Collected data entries
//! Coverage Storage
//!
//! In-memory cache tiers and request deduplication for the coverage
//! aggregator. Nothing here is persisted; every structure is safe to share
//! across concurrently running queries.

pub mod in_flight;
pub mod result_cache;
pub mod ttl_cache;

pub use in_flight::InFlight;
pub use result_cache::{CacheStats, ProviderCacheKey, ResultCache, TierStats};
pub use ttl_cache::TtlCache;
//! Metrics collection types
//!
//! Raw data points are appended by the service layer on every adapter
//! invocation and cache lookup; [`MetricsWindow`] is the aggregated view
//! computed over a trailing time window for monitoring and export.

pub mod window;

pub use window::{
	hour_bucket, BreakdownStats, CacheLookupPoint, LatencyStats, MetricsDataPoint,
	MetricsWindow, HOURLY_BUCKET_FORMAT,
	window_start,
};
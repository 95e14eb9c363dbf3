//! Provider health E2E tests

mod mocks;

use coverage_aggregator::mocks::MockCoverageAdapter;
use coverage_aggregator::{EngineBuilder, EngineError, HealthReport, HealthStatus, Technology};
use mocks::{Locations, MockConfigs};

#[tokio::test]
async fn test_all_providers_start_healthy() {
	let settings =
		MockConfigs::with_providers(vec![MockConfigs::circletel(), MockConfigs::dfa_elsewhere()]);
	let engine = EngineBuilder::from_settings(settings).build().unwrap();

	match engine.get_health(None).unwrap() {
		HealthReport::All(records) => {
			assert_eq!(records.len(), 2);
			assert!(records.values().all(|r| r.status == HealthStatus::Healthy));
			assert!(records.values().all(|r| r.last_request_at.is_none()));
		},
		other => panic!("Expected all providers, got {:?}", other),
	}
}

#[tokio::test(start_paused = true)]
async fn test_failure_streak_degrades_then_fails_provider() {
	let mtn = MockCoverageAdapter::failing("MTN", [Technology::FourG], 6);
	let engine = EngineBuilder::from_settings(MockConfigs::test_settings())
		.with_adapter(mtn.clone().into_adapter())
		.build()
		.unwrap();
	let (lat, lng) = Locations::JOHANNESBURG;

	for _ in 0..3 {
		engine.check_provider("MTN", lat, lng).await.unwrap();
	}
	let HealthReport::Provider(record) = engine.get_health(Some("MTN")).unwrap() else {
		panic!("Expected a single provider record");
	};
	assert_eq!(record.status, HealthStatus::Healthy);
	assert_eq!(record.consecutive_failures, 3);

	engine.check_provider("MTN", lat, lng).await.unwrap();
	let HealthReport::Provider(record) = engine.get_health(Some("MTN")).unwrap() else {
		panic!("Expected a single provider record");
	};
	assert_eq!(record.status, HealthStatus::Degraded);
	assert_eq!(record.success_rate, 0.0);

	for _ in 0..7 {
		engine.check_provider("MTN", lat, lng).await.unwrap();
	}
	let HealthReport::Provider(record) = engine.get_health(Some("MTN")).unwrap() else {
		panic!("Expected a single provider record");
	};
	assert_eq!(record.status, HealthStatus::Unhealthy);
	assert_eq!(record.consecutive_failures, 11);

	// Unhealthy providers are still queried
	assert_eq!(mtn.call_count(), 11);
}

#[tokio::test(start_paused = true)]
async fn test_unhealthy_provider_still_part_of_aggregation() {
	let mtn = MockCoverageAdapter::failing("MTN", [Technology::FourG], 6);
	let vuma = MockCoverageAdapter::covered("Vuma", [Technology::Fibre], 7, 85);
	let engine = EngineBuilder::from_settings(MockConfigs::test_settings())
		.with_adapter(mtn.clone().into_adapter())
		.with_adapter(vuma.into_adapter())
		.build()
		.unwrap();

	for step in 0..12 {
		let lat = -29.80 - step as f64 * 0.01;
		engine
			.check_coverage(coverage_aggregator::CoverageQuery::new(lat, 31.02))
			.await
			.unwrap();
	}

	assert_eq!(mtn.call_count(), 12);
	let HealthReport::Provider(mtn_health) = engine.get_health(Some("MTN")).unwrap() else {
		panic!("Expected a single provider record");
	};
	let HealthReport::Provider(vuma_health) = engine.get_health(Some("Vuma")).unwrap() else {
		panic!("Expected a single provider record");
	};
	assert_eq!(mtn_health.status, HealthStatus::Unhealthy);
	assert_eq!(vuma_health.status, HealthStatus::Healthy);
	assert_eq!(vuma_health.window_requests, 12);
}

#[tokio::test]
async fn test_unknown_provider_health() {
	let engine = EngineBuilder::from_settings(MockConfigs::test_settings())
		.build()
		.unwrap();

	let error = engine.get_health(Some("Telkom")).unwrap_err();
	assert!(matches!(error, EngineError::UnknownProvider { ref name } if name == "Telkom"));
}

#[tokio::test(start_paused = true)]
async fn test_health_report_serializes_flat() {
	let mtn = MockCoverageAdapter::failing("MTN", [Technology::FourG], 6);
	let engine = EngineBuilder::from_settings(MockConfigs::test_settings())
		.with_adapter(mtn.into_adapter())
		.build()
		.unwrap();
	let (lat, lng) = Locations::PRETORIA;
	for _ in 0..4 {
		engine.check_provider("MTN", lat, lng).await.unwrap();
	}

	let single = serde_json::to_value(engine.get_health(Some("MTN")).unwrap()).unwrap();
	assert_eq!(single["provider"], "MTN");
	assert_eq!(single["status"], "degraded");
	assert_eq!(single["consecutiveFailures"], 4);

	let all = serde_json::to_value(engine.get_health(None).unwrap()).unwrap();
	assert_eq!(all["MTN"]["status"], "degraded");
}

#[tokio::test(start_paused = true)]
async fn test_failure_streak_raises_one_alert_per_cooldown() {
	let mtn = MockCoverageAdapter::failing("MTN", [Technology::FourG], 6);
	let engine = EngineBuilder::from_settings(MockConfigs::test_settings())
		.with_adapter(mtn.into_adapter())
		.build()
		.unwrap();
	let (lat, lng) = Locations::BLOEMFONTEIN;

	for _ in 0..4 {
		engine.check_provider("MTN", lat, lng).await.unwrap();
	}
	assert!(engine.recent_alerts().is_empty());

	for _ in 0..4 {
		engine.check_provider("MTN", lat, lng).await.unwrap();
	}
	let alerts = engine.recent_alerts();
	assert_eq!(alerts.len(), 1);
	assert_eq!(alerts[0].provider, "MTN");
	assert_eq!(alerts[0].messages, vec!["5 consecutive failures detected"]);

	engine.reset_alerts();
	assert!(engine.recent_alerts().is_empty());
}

→ WORK INSTRUCTIONS:
Return every record, word for word.

→ TASK SOLUTION:
//! Coverage Storage
//!
//! In-memory cache tiers and request deduplication for the coverage
//! aggregator. Nothing here is persisted; every structure is safe to share
//! across concurrently running queries.

pub mod in_flight;
pub mod result_cache;
pub mod ttl_cache;

pub use in_flight::InFlight;
pub use result_cache::{CacheStats, ProviderCacheKey, ResultCache, TierStats};
pub use ttl_cache::TtlCache;
//! Metrics collection types
//!
//! Raw data points are appended by the service layer on every adapter
//! invocation and cache lookup; [`MetricsWindow`] is the aggregated view
//! computed over a trailing time window for monitoring and export.

pub mod window;

pub use window::{
	hour_bucket, BreakdownStats, CacheLookupPoint, LatencyStats, MetricsDataPoint,
	MetricsWindow, HOURLY_BUCKET_FORMAT,
	window_start,
};
repository 95e14eb9c363dbf3
//! Provider health E2E tests

mod mocks;

use coverage_aggregator::mocks::MockCoverageAdapter;
use coverage_aggregator::{EngineBuilder, EngineError, HealthReport, HealthStatus, Technology};
use mocks::{Locations, MockConfigs};

#[tokio::test]
async fn test_all_providers_start_healthy() {
	let settings =
		MockConfigs::with_providers(vec![MockConfigs::circletel(), MockConfigs::dfa_elsewhere()]);
	let engine = EngineBuilder::from_settings(settings).build().unwrap();

	match engine.get_health(None).unwrap() {
		HealthReport::All(records) => {
			assert_eq!(records.len(), 2);
			assert!(records.values().all(|r| r.status == HealthStatus::Healthy));
			assert!(records.values().all(|r| r.last_request_at.is_none()));
		},
		other => panic!("Expected all providers, got {:?}", other),
	}
}

#[tokio::test(start_paused = true)]
async fn test_failure_streak_degrades_then_fails_provider() {
	let mtn = MockCoverageAdapter::failing("MTN", [Technology::FourG], 6);
	let engine = EngineBuilder::from_settings(MockConfigs::test_settings())
		.with_adapter(mtn.clone().into_adapter())
		.build()
		.unwrap();
	let (lat, lng) = Locations::JOHANNESBURG;

	for _ in 0..3 {
		engine.check_provider("MTN", lat, lng).await.unwrap();
	}
	let HealthReport::Provider(record) = engine.get_health(Some("MTN")).unwrap() else {
		panic!("Expected a single provider record");
	};
	assert_eq!(record.status, HealthStatus::Healthy);
	assert_eq!(record.consecutive_failures, 3);

	engine.check_provider("MTN", lat, lng).await.unwrap();
	let HealthReport::Provider(record) = engine.get_health(Some("MTN")).unwrap() else {
		panic!("Expected a single provider record");
	};
	assert_eq!(record.status, HealthStatus::Degraded);
	assert_eq!(record.success_rate, 0.0);

	for _ in 0..7 {
		engine.check_provider("MTN", lat, lng).await.unwrap();
	}
	let HealthReport::Provider(record) = engine.get_health(Some("MTN")).unwrap() else {
		panic!("Expected a single provider record");
	};
	assert_eq!(record.status, HealthStatus::Unhealthy);
	assert_eq!(record.consecutive_failures, 11);

	// Unhealthy providers are still queried
	assert_eq!(mtn.call_count(), 11);
}

#[tokio::test(start_paused = true)]
async fn test_unhealthy_provider_still_part_of_aggregation() {
	let mtn = MockCoverageAdapter::failing("MTN", [Technology::FourG], 6);
	let vuma = MockCoverageAdapter::covered("Vuma", [Technology::Fibre], 7, 85);
	let engine = EngineBuilder::from_settings(MockConfigs::test_settings())
		.with_adapter(mtn.clone().into_adapter())
		.with_adapter(vuma.into_adapter())
		.build()
		.unwrap();

	for step in 0..12 {
		let lat = -29.80 - step as f64 * 0.01;
		engine
			.check_coverage(coverage_aggregator::CoverageQuery::new(lat, 31.02))
			.await
			.unwrap();
	}

	assert_eq!(mtn.call_count(), 12);
	let HealthReport::Provider(mtn_health) = engine.get_health(Some("MTN")).unwrap() else {
		panic!("Expected a single provider record");
	};
	let HealthReport::Provider(vuma_health) = engine.get_health(Some("Vuma")).unwrap() else {
		panic!("Expected a single provider record");
	};
	assert_eq!(mtn_health.status, HealthStatus::Unhealthy);
	assert_eq!(vuma_health.status, HealthStatus::Healthy);
	assert_eq!(vuma_health.window_requests, 12);
}

#[tokio::test]
async fn test_unknown_provider_health() {
	let engine = EngineBuilder::from_settings(MockConfigs::test_settings())
		.build()
		.unwrap();

	let error = engine.get_health(Some("Telkom")).unwrap_err();
	assert!(matches!(error, EngineError::UnknownProvider { ref name } if name == "Telkom"));
}

#[tokio::test(start_paused = true)]
async fn test_health_report_serializes_flat() {
	let mtn = MockCoverageAdapter::failing("MTN", [Technology::FourG], 6);
	let engine = EngineBuilder::from_settings(MockConfigs::test_settings())
		.with_adapter(mtn.into_adapter())
		.build()
		.unwrap();
	let (lat, lng) = Locations::PRETORIA;
	for _ in 0..4 {
		engine.check_provider("MTN", lat, lng).await.unwrap();
	}

	let single = serde_json::to_value(engine.get_health(Some("MTN")).unwrap()).unwrap();
	assert_eq!(single["provider"], "MTN");
	assert_eq!(single["status"], "degraded");
	assert_eq!(single["consecutiveFailures"], 4);

	let all = serde_json::to_value(engine.get_health(None).unwrap()).unwrap();
	assert_eq!(all["MTN"]["status"], "degraded");
}

#[tokio::test(start_paused = true)]
async fn test_failure_streak_raises_one_alert_per_cooldown() {
	let mtn = MockCoverageAdapter::failing("MTN", [Technology::FourG], 6);
	let engine = EngineBuilder::from_settings(MockConfigs::test_settings())
		.with_adapter(mtn.into_adapter())
		.build()
		.unwrap();
	let (lat, lng) = Locations::BLOEMFONTEIN;

	for _ in 0..4 {
		engine.check_provider("MTN", lat, lng).await.unwrap();
	}
	assert!(engine.recent_alerts().is_empty());

	for _ in 0..4 {
		engine.check_provider("MTN", lat, lng).await.unwrap();
	}
	let alerts = engine.recent_alerts();
	assert_eq!(alerts.len(), 1);
	assert_eq!(alerts[0].provider, "MTN");
	assert_eq!(alerts[0].messages, vec!["5 consecutive failures detected"]);

	engine.reset_alerts();
	assert!(engine.recent_alerts().is_empty());
}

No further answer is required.